[YOUR GOAL] Collect the lines of the entries where "wrong" shows up.

(SUPPLIED ENTRIES begins)

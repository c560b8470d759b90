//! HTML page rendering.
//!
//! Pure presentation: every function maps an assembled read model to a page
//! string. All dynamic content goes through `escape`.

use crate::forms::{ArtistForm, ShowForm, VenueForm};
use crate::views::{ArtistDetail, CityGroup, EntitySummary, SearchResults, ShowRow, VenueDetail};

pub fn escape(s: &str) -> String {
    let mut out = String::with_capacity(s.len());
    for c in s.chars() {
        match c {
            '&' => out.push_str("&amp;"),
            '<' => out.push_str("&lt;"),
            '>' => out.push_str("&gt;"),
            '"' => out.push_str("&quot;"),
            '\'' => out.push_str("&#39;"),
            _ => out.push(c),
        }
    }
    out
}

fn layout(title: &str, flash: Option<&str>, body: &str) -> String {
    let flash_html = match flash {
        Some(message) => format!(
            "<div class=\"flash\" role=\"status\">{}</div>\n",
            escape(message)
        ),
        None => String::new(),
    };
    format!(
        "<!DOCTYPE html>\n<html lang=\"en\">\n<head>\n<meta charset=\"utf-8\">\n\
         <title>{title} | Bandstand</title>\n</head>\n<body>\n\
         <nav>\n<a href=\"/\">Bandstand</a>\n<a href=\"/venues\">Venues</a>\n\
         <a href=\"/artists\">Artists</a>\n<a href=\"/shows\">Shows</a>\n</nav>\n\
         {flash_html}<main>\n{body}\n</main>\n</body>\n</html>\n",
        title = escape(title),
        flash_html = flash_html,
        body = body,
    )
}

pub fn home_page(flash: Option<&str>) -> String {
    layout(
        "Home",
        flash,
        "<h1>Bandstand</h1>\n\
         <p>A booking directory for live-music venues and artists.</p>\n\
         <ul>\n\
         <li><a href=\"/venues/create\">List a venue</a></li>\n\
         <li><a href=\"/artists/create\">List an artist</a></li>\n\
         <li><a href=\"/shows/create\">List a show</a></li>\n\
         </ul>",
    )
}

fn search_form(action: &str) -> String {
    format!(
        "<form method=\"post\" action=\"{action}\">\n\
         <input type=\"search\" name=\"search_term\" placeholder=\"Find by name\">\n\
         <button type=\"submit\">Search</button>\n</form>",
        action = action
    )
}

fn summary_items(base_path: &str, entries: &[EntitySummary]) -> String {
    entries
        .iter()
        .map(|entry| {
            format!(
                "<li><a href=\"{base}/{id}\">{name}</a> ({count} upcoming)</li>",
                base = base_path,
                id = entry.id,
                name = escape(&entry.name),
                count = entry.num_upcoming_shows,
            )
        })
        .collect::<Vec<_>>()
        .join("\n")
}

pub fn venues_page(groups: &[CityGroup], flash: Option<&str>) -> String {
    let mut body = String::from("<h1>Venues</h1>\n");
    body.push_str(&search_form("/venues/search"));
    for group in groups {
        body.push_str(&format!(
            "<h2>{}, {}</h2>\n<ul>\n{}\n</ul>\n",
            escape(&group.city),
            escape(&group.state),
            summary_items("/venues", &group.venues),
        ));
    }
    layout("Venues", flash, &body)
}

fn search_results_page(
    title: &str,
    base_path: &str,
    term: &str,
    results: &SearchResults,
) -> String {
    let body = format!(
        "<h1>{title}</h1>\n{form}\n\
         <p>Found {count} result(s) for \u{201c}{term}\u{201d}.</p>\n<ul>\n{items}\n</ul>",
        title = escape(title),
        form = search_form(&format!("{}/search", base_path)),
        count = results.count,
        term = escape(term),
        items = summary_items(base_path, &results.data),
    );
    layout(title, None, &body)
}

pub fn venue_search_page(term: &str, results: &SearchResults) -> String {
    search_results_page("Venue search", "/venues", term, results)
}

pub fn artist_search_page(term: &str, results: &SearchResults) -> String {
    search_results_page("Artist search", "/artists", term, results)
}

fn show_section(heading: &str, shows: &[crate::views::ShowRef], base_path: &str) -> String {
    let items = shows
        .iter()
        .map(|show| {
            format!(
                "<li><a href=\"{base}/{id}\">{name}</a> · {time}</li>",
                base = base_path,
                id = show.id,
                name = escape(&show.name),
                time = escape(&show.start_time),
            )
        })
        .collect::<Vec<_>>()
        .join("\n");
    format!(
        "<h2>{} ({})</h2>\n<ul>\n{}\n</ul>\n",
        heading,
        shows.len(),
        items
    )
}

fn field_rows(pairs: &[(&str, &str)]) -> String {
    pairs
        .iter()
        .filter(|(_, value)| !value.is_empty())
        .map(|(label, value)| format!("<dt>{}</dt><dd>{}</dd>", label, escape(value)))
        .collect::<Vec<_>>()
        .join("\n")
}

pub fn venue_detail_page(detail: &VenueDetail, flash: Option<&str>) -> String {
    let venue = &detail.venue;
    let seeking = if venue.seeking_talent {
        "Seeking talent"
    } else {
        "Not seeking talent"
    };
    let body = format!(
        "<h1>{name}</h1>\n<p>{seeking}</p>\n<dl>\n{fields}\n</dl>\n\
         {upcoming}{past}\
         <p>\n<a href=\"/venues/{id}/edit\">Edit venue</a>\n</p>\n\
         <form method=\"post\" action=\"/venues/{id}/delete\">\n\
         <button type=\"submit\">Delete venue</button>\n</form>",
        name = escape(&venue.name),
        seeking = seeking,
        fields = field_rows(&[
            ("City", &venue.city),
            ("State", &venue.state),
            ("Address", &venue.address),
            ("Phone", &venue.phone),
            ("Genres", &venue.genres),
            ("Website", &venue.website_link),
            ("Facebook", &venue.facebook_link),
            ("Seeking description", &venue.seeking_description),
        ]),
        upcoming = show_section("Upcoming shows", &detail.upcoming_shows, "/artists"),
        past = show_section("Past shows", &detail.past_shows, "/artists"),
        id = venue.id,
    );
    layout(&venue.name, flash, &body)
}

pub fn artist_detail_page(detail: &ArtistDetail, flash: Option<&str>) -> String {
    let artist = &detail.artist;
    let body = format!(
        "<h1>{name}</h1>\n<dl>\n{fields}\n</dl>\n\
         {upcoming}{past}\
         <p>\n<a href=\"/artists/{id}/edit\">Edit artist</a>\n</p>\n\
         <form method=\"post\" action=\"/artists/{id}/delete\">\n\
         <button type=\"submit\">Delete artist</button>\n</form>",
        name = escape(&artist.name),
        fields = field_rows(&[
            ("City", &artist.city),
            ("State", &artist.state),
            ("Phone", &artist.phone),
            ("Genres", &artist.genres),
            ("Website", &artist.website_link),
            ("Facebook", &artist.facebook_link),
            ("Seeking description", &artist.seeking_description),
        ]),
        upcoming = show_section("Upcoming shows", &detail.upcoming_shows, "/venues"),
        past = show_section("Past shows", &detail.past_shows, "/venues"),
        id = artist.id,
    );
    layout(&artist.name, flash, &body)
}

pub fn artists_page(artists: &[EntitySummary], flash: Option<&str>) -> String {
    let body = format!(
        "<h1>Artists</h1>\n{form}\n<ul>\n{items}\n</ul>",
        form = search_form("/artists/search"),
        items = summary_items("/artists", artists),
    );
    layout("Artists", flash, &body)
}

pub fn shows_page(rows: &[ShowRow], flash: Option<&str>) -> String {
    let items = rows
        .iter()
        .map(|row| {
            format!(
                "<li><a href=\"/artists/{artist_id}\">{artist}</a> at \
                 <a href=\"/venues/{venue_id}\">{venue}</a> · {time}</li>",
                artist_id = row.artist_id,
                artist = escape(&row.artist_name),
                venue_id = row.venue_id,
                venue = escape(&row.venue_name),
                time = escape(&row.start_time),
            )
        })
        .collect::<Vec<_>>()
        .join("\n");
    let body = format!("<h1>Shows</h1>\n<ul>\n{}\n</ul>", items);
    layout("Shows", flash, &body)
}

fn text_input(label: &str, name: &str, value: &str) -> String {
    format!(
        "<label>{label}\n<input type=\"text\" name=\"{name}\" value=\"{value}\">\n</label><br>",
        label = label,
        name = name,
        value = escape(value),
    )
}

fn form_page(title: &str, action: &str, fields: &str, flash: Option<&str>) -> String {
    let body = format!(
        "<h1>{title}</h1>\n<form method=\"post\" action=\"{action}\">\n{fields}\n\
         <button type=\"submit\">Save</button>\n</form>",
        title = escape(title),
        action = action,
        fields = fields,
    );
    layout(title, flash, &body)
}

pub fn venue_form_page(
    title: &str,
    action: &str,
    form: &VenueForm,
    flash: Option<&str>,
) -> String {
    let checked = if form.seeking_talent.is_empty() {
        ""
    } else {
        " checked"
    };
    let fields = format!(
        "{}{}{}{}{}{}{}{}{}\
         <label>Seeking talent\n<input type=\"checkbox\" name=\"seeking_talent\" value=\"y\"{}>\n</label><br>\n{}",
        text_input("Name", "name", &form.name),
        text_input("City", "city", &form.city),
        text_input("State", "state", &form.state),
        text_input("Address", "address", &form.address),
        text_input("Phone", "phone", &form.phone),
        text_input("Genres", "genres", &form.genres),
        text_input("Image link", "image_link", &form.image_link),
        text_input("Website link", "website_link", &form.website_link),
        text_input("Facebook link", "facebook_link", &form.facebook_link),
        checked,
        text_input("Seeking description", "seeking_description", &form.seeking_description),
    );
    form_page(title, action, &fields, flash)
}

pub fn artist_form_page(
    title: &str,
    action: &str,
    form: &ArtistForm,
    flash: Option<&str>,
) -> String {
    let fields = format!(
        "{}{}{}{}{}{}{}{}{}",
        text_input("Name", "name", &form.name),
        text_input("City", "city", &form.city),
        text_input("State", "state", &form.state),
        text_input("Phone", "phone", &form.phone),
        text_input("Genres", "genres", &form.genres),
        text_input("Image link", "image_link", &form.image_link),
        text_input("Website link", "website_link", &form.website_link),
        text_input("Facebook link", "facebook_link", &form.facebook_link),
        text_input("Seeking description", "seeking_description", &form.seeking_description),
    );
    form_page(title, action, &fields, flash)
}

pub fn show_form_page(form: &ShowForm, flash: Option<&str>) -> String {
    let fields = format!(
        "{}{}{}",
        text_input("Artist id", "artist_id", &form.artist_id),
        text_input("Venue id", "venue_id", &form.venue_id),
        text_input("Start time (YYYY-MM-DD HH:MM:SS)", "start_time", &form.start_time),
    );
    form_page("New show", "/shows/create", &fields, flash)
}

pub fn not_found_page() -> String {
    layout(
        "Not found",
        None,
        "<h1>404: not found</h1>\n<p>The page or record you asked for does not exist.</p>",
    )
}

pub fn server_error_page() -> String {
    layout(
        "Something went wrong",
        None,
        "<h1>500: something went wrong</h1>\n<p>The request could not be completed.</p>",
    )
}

(SUPPLIED ENTRIES ends)

[EXPECTED ANSWER]
        "Something went wrong",
        "<h1>500: something went wrong</h1>\n<p>The request could not be completed.</p>",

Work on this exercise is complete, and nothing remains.